Les Bonnes : Jeux de rôles
Scène

Les Bonnes : Jeux de rôles

Avec les jeunes actrices de la compagnie Gros Bison et autres propensions, Gaétan Paré donne une mise en scène sobre et viscérale des Bonnes de Genet.

Qui sont Claire et Solange, ces domestiques qui endossent le soir venu les robes de leur maîtresse pour se livrer à de cruels jeux de pouvoir? Qui sont ces soeurs à la sexualité ambiguë, dont les mascarades se terminent toujours en assassinat raté? Qui se cache derrière cette Madame et ses pompeux costumes?

Si le jeu de rôle est au centre de la pièce de Jean Genet, le metteur en scène Gaétan Paré l’a pris au mot en centrant son travail sur la direction d’acteur et en accentuant les personnalités empruntées des bonnes.

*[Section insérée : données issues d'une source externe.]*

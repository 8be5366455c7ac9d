//! Per-layer autoroll machine.
//!
//! Mode requests (`Start`, `Stop`, `Next`, `Continue`) arrive through draw commands; the run
//! state (entry index and scroll offset) lives here and moves forward once per render cycle.

use crate::draw::command::AutoRoll;
use crate::foundation::core::LayerId;
use crate::foundation::error::{TowerError, TowerResult};

#[derive(Clone, Copy, Debug, Default, PartialEq, Eq)]
pub enum RollPhase {
    /// Never configured; the layer shows its text entries where they were written.
    #[default]
    Idle,
    Running,
    Stopped,
}

#[derive(Clone, Copy, Debug, Default, PartialEq, Eq)]
pub struct RollState {
    pub phase: RollPhase,
    /// Index of the entry at the left edge of the view.
    pub entry: usize,
    /// Pixels of `entry` already scrolled out of view.
    pub offset: u32,
    /// Gap between consecutive entries.
    pub separator: u32,
}

impl RollState {
    /// Whether the layer is drawn through the rolling view.
    pub fn is_active(&self) -> bool {
        self.phase != RollPhase::Idle
    }

    pub fn is_running(&self) -> bool {
        self.phase == RollPhase::Running
    }

    /// Apply a mode request. `count` is the number of entries the layer currently holds.
    pub fn apply(&mut self, layer: LayerId, roll: AutoRoll, count: usize) -> TowerResult<()> {
        if let Some(entry) = roll.entry() {
            check_entry(layer, entry, count)?;
        }

        match roll {
            AutoRoll::Start { entry, separator } => {
                self.phase = RollPhase::Running;
                self.entry = entry.unwrap_or(0);
                self.offset = 0;
                self.separator = separator;
            }
            AutoRoll::Stop => {
                self.phase = RollPhase::Stopped;
            }
            AutoRoll::Next { entry } => {
                self.entry = match entry {
                    Some(e) => e,
                    None if count == 0 => 0,
                    None => (self.entry + 1) % count,
                };
                self.offset = 0;
                if self.phase == RollPhase::Idle {
                    self.phase = RollPhase::Stopped;
                }
            }
            AutoRoll::Continue => {
                self.phase = RollPhase::Running;
            }
        }
        Ok(())
    }

    /// Scroll `step` pixels; entries wrap once their width plus the separator has passed.
    pub fn advance(&mut self, widths: &[u32], step: u32) {
        if !self.is_running() || widths.is_empty() {
            return;
        }
        self.entry %= widths.len();
        self.offset = self.offset.saturating_add(step);
        loop {
            let pitch = widths[self.entry].saturating_add(self.separator);
            if pitch == 0 {
                self.entry = (self.entry + 1) % widths.len();
                self.offset = 0;
                break;
            }
            if self.offset < pitch {
                break;
            }
            self.offset -= pitch;
            self.entry = (self.entry + 1) % widths.len();
        }
    }

    /// Entries visible in a view `view_width` wide, as `(entry index, left x)` pairs.
    pub fn layout(&self, widths: &[u32], view_width: u32) -> Vec<(usize, i32)> {
        let mut out = Vec::new();
        if widths.is_empty() {
            return out;
        }
        let mut idx = self.entry % widths.len();
        let mut x = -i64::from(self.offset);
        while x < i64::from(view_width) {
            let pitch = i64::from(widths[idx]) + i64::from(self.separator);
            out.push((idx, x as i32));
            if pitch == 0 && out.len() >= widths.len() {
                break;
            }
            x += pitch;
            idx = (idx + 1) % widths.len();
        }
        out
    }
}

fn check_entry(layer: LayerId, entry: usize, count: usize) -> TowerResult<()> {
    // Entry 0 is accepted on an empty layer so a roll can be armed before content arrives.
    if entry == 0 || entry < count {
        return Ok(());
    }
    Err(TowerError::InvalidEntryIndex {
        layer,
        entry,
        count,
    })
}

#[cfg(test)]
#[path = "../../tests/unit/render/autoroll.rs"]
mod tests;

Pas de tonalité politique dans cette mise en scène, pas de transposition conceptuelle, pas de grande mise en relief de la condition d’asservissement des domestiques, pas d’insistance sur la sensuelle étrangeté de la relation entre les deux soeurs, mais une constante tension entre les différents rôles que les bonnes s’attribuent et s’échangent en inversant les rapports de force.

Ce qui est en jeu, ici, c’est la multiplication des identités et des attitudes. Mais rien n’est trop souligné: si le jeu des comédiennes Émilie Cardin et Jacinthe Parenteau est très ample et parfois trop technique, elles parviennent à masquer les ruptures entre leurs différentes personas, sans toutefois les laisser disparaître. Quand Madame (Julie de Lafrenière) débarque sur scène, un autre phénomène se donne à voir: l’ego est artificiellement gonflé, mais cache une personnalité fragile et difficile à distinguer tellement elle est ensevelie. En émerge une réflexion sur l’identité, sur les jeux de figuration que l’on s’impose pour survivre aux exigences du monde social: un propos très vaste que n’aurait pas renié un sociologue comme Goffman ou un psychanalyste comme Jung. De la sorte, Paré rejoint partiellement le propos du Moche, de Marius Von Mayenburg, qu’il a mis en scène plus tôt cette année, tout en explorant de nouvelles eaux.

Tout cela embrasse toutefois large et contribue à faire de cette production des Bonnes un spectacle prudent, sobre et peu personnel. On sent chez Paré un grand respect du texte, une volonté de faire entendre les mots mais aussi et surtout leur grande charge émotive et intellectuelle. Il y a aussi là un grand respect des possibilités des actrices, qui s’imposent parfois en vain une trop grande intensité.